We are stuck in a feedback loop where our failures are interpreted as signs that we should repeat our failed tactics, but try harder. This is what it is to be colonized. The telltale sign is not that we’re failing, but that we’re fooling ourselves, and don’t see it as a feedback loop.

If our minds are not colonized, then how come almost every Earth First! Journal action piece starts with a banner or a lockdown and ends with a plea to write a letter to a white male bigshot? (Go ahead, look through back issues. It goes on for years and years.)

Over at corporate headquarters they have a steeper learning curve.

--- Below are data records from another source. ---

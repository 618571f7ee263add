use axum::extract::rejection::JsonRejection;
use axum::extract::State;
use axum::http::header;
use axum::response::IntoResponse;
use axum::Json;
use chrono::{DateTime, Utc};
use serde::Deserialize;
use serde_json::{json, Value};
use tracing::{info, warn};

use quest_core::models::{
    Admin, CreateAdminInput, CreateGlobalQuestInput, GlobalQuestStats, DEFAULT_GLOBAL_CATEGORY,
    DEFAULT_GLOBAL_DIFFICULTY,
};
use quest_core::leveling::{RewardError, MAX_XP};

use super::{blocking, required, AppState};
use crate::auth::cookies::{clear_cookie, session_cookie};
use crate::auth::{hash_password, verify_password, CurrentAdmin, PrincipalKind};
use crate::error::ApiError;

const GLOBAL_LIST_LIMIT: u32 = 500;

#[derive(Debug, Deserialize)]
pub struct AdminLoginRequest {
    username: Option<String>,
    password: Option<String>,
}

#[derive(Debug, Deserialize)]
pub struct CreateGlobalQuestRequest {
    title: Option<String>,
    description: Option<String>,
    #[serde(alias = "xpReward")]
    xp_reward: Option<u64>,
    category: Option<String>,
    difficulty: Option<String>,
    #[serde(alias = "expiresAt")]
    expires_at: Option<DateTime<Utc>>,
}

/// Create the configured super-admin the first time someone logs in as it.
async fn ensure_super_admin(state: &AppState, username: &str) -> Result<Option<Admin>, ApiError> {
    if let Some(admin) = state.db.get_admin_by_username(username)? {
        return Ok(Some(admin));
    }

    let Some(creds) = state.config.admin.as_ref().filter(|c| c.username == username) else {
        return Ok(None);
    };

    let password = creds.password.clone();
    let password_hash = blocking(move || Ok(hash_password(&password)?)).await?;
    let created = state.db.create_admin(CreateAdminInput {
        username: creds.username.clone(),
        password_hash,
        is_super_admin: true,
    })?;

    match created {
        Some(admin) => {
            info!(admin_id = %admin.id, "Created super-admin from configuration");
            Ok(Some(admin))
        }
        // Lost a race with a concurrent login; the row exists now.
        None => Ok(state.db.get_admin_by_username(username)?),
    }
}

/// POST /api/admin/login
pub async fn login(
    State(state): State<AppState>,
    payload: Result<Json<AdminLoginRequest>, JsonRejection>,
) -> Result<impl IntoResponse, ApiError> {
    let Json(req) = payload?;
    let (Some(username), Some(password)) =
        (required(req.username), req.password.filter(|p| !p.is_empty()))
    else {
        return Err(ApiError::BadRequest("Missing fields".into()));
    };

    let admin = ensure_super_admin(&state, &username)
        .await?
        .ok_or(ApiError::InvalidCredentials)?;

    let hash = admin.password_hash.clone();
    if !blocking(move || Ok(verify_password(&password, &hash)?)).await? {
        warn!(%username, "Rejected admin login");
        return Err(ApiError::InvalidCredentials);
    }

    let token = state.tokens.issue(admin.id, PrincipalKind::Admin)?;
    info!(admin_id = %admin.id, "Admin logged in");

    let cookie = session_cookie(PrincipalKind::Admin, &token, state.config.secure_cookies());
    Ok(([(header::SET_COOKIE, cookie)], Json(json!({ "success": true }))))
}

/// POST /api/admin/logout
pub async fn logout() -> impl IntoResponse {
    (
        [(header::SET_COOKIE, clear_cookie(PrincipalKind::Admin))],
        Json(json!({ "success": true })),
    )
}

/// GET /api/admin/quests/global
pub async fn list_global_quests(
    CurrentAdmin(_): CurrentAdmin,
    State(state): State<AppState>,
) -> Result<Json<Value>, ApiError> {
    let quests = state.db.list_global_quests(GLOBAL_LIST_LIMIT)?;
    Ok(Json(json!({ "quests": quests })))
}

/// POST /api/admin/quests/global
pub async fn create_global_quest(
    CurrentAdmin(admin_id): CurrentAdmin,
    State(state): State<AppState>,
    payload: Result<Json<CreateGlobalQuestRequest>, JsonRejection>,
) -> Result<Json<Value>, ApiError> {
    let Json(req) = payload?;
    let title = required(req.title).ok_or_else(|| ApiError::BadRequest("Missing title".into()))?;
    let xp_reward = req.xp_reward.unwrap_or_default();
    if xp_reward >= MAX_XP {
        return Err(RewardError::TooLarge.into());
    }

    let quest = state.db.create_global_quest(CreateGlobalQuestInput {
        title,
        description: req.description.unwrap_or_default(),
        xp_reward,
        category: required(req.category).unwrap_or_else(|| DEFAULT_GLOBAL_CATEGORY.to_string()),
        difficulty: required(req.difficulty)
            .unwrap_or_else(|| DEFAULT_GLOBAL_DIFFICULTY.to_string()),
        expires_at: req.expires_at,
    })?;

    info!(quest_id = %quest.id, %admin_id, "Created global quest");
    Ok(Json(json!({ "success": true, "quest": quest })))
}

/// GET /api/admin/quests/stats
pub async fn quest_stats(
    CurrentAdmin(_): CurrentAdmin,
    State(state): State<AppState>,
) -> Result<Json<GlobalQuestStats>, ApiError> {
    Ok(Json(state.db.global_quest_stats()?))
}
//! SQLite storage.
//!
//! A single connection is shared behind a mutex; every entity gets its own
//! `impl Database` block in a sibling module.

mod admins;
mod analytics;
mod boss;
mod focus;
mod global_quests;
mod mode_items;
mod preferences;
mod quests;
pub mod schema;
mod stats;
mod tasks;
mod users;

use std::path::{Path, PathBuf};
use std::sync::{Arc, Mutex, MutexGuard};

use anyhow::{anyhow, Context, Result};
use directories::ProjectDirs;
use rusqlite::types::Type;
use rusqlite::{Connection, ErrorCode, Row, Transaction, TransactionBehavior};
use tracing::info;
use uuid::Uuid;

pub(crate) use users::find_user;

#[derive(Clone)]
pub struct Database {
    conn: Arc<Mutex<Connection>>,
}

impl Database {
    /// Open (or create) the database file at `path`.
    pub fn open(path: impl AsRef<Path>) -> Result<Self> {
        let path = path.as_ref();
        if let Some(parent) = path.parent() {
            std::fs::create_dir_all(parent)
                .with_context(|| format!("creating data directory {}", parent.display()))?;
        }

        let conn = Connection::open(path)
            .with_context(|| format!("opening database at {}", path.display()))?;
        conn.execute_batch("PRAGMA journal_mode=WAL; PRAGMA foreign_keys=ON;")?;

        info!(path = %path.display(), "Database opened");
        Ok(Self::from_connection(conn))
    }

    /// Open the database in the platform data directory.
    pub fn open_default() -> Result<Self> {
        Self::open(Self::default_path()?)
    }

    pub fn default_path() -> Result<PathBuf> {
        let dirs = ProjectDirs::from("", "", "quest-dashboard")
            .context("could not determine a data directory for this platform")?;
        Ok(dirs.data_dir().join("quest.db"))
    }

    pub fn open_memory() -> Result<Self> {
        let conn = Connection::open_in_memory()?;
        conn.execute_batch("PRAGMA foreign_keys=ON;")?;
        Ok(Self::from_connection(conn))
    }

    fn from_connection(conn: Connection) -> Self {
        Self {
            conn: Arc::new(Mutex::new(conn)),
        }
    }

    pub fn migrate(&self) -> Result<()> {
        self.with_connection(|conn| {
            conn.execute_batch(schema::SCHEMA)
                .context("applying schema")?;
            Ok(())
        })
    }

    pub fn with_connection<T, F>(&self, f: F) -> Result<T>
    where
        F: FnOnce(&Connection) -> Result<T>,
    {
        let conn = self.lock()?;
        f(&conn)
    }

    /// Run `f` inside an immediate transaction; commits only when `f` succeeds.
    pub fn with_transaction<T, F>(&self, f: F) -> Result<T>
    where
        F: FnOnce(&Transaction<'_>) -> Result<T>,
    {
        let mut conn = self.lock()?;
        let tx = conn.transaction_with_behavior(TransactionBehavior::Immediate)?;
        let value = f(&tx)?;
        tx.commit()?;
        Ok(value)
    }

    fn lock(&self) -> Result<MutexGuard<'_, Connection>> {
        self.conn
            .lock()
            .map_err(|_| anyhow!("database connection mutex poisoned"))
    }
}

pub(crate) fn uuid_column(row: &Row<'_>, idx: usize) -> rusqlite::Result<Uuid> {
    let raw: String = row.get(idx)?;
    Uuid::parse_str(&raw)
        .map_err(|e| rusqlite::Error::FromSqlConversionFailure(idx, Type::Text, Box::new(e)))
}

pub(crate) fn optional_uuid_column(row: &Row<'_>, idx: usize) -> rusqlite::Result<Option<Uuid>> {
    let raw: Option<String> = row.get(idx)?;
    raw.map(|raw| {
        Uuid::parse_str(&raw)
            .map_err(|e| rusqlite::Error::FromSqlConversionFailure(idx, Type::Text, Box::new(e)))
    })
    .transpose()
}

pub(crate) fn is_unique_violation(err: &rusqlite::Error) -> bool {
    matches!(
        err,
        rusqlite::Error::SqliteFailure(e, _)
            if e.code == ErrorCode::ConstraintViolation
                && e.extended_code == rusqlite::ffi::SQLITE_CONSTRAINT_UNIQUE
    )
}
//! HTTP API.
//!
//! Every route lives under `/api`. Handlers that need a principal take a
//! [`CurrentUser`](crate::auth::CurrentUser) or
//! [`CurrentAdmin`](crate::auth::CurrentAdmin) extractor as their first
//! argument so the session gate runs before any store access.

mod admin;
mod analytics;
mod auth;
mod background;
mod boss;
mod focus;
mod leaderboard;
mod modes;
mod public;
mod quests;
mod tasks;

use std::sync::Arc;

use axum::extract::FromRef;
use axum::http::{header, HeaderValue, Method};
use axum::routing::{delete, get, patch, post};
use axum::Router;
use quest_core::Database;
use tower_http::cors::CorsLayer;
use tower_http::trace::TraceLayer;
use tracing::warn;

use crate::auth::TokenService;
use crate::config::Config;
use crate::error::ApiError;

/// Shared handler state. Cheap to clone.
#[derive(Clone)]
pub struct AppState {
    pub db: Database,
    pub tokens: TokenService,
    pub config: Arc<Config>,
}

impl AppState {
    pub fn new(db: Database, config: Config) -> Self {
        Self {
            db,
            tokens: TokenService::new(&config.jwt_secret),
            config: Arc::new(config),
        }
    }
}

impl FromRef<AppState> for TokenService {
    fn from_ref(state: &AppState) -> Self {
        state.tokens.clone()
    }
}

pub fn create_router(state: AppState) -> Router {
    let api = Router::new()
        .route("/health", get(public::health))
        .route("/public/stats", get(public::stats))
        .route("/auth/signup", post(auth::signup))
        .route("/auth/login", post(auth::login))
        .route("/auth/logout", post(auth::logout))
        .route("/auth/me", get(auth::me))
        .route("/tasks", get(tasks::list).post(tasks::create))
        .route("/tasks/{task_id}", delete(tasks::remove))
        .route("/tasks/{task_id}/complete", patch(tasks::complete))
        .route("/quests/{quest_type}", get(quests::list))
        .route("/quest-actions/{quest_id}/complete", post(quests::complete))
        .route("/leaderboard/{scope}", get(leaderboard::show))
        .route("/analytics/dashboard", get(analytics::dashboard))
        .route("/user/background", get(background::show))
        .route("/user/background/update", post(background::update))
        .route("/user/background/generate", post(background::generate))
        .route("/modes/{mode}/items", get(modes::list).post(modes::create))
        .route("/focus/start", post(focus::start))
        .route("/focus/history", get(focus::history))
        .route("/focus/{session_id}/complete", post(focus::complete))
        .route("/boss-challenge/today", get(boss::today))
        .route("/boss-challenge/{challenge_id}/complete", post(boss::complete))
        .route("/admin/login", post(admin::login))
        .route("/admin/logout", post(admin::logout))
        .route(
            "/admin/quests/global",
            get(admin::list_global_quests).post(admin::create_global_quest),
        )
        .route("/admin/quests/stats", get(admin::quest_stats));

    let mut router = Router::new()
        .nest("/api", api)
        .fallback(|| async { ApiError::NotFound("Route") })
        .layer(TraceLayer::new_for_http());

    if let Some(cors) = cors_layer(state.config.cors_origin.as_deref()) {
        router = router.layer(cors);
    }

    router.with_state(state)
}

fn cors_layer(origin: Option<&str>) -> Option<CorsLayer> {
    let origin = origin?;
    let origin = match HeaderValue::from_str(origin) {
        Ok(origin) => origin,
        Err(e) => {
            warn!(origin, error = %e, "Ignoring invalid CORS origin");
            return None;
        }
    };

    Some(
        CorsLayer::new()
            .allow_origin(origin)
            .allow_credentials(true)
            .allow_methods([Method::GET, Method::POST, Method::PATCH, Method::DELETE])
            .allow_headers([header::CONTENT_TYPE]),
    )
}

/// Run CPU-heavy work (password hashing) off the async executor.
async fn blocking<T, F>(f: F) -> Result<T, ApiError>
where
    F: FnOnce() -> Result<T, ApiError> + Send + 'static,
    T: Send + 'static,
{
    tokio::task::spawn_blocking(f)
        .await
        .map_err(|e| ApiError::Internal(e.into()))?
}

/// Trimmed, non-empty string field or `None`.
fn required(value: Option<String>) -> Option<String> {
    value
        .map(|v| v.trim().to_string())
        .filter(|v| !v.is_empty())
}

Despite the occasional bag of guts on the committee table or clever banner, it must be reassuring for corporate executives and those who serve them to sit back and smile at the success of their containment efforts, and the predictability of our campaigns.

The issue of whose minds are colonized is a delicate one. We all know people whose minds have been colonized. Who are they? They are other people — people out there. They are somebody else. Not us.

It’s time we did the unthinkable and asked ourselves if we have been colonized. What do we see when we compare our strategies to corporate strategies?

Many of our groups are organized to save wolves, butterflies, trees, prairie flowers, rivers, deserts, or estuaries. But corporation executives don’t organize to destroy the wolves, butterflies… flowers… estuaries. Nor do they organize to pollute the air, spoil the rivers, or promote five-legged frogs.

This asymmetry should give us pause as we try to understand why corporations are on a roll while we’re stuck in a feedback loop. Let’s look again.

Corporate strategy leverages their power; their efforts reinforce and magnify each other. Our strategy splits our resources and dissipates our power.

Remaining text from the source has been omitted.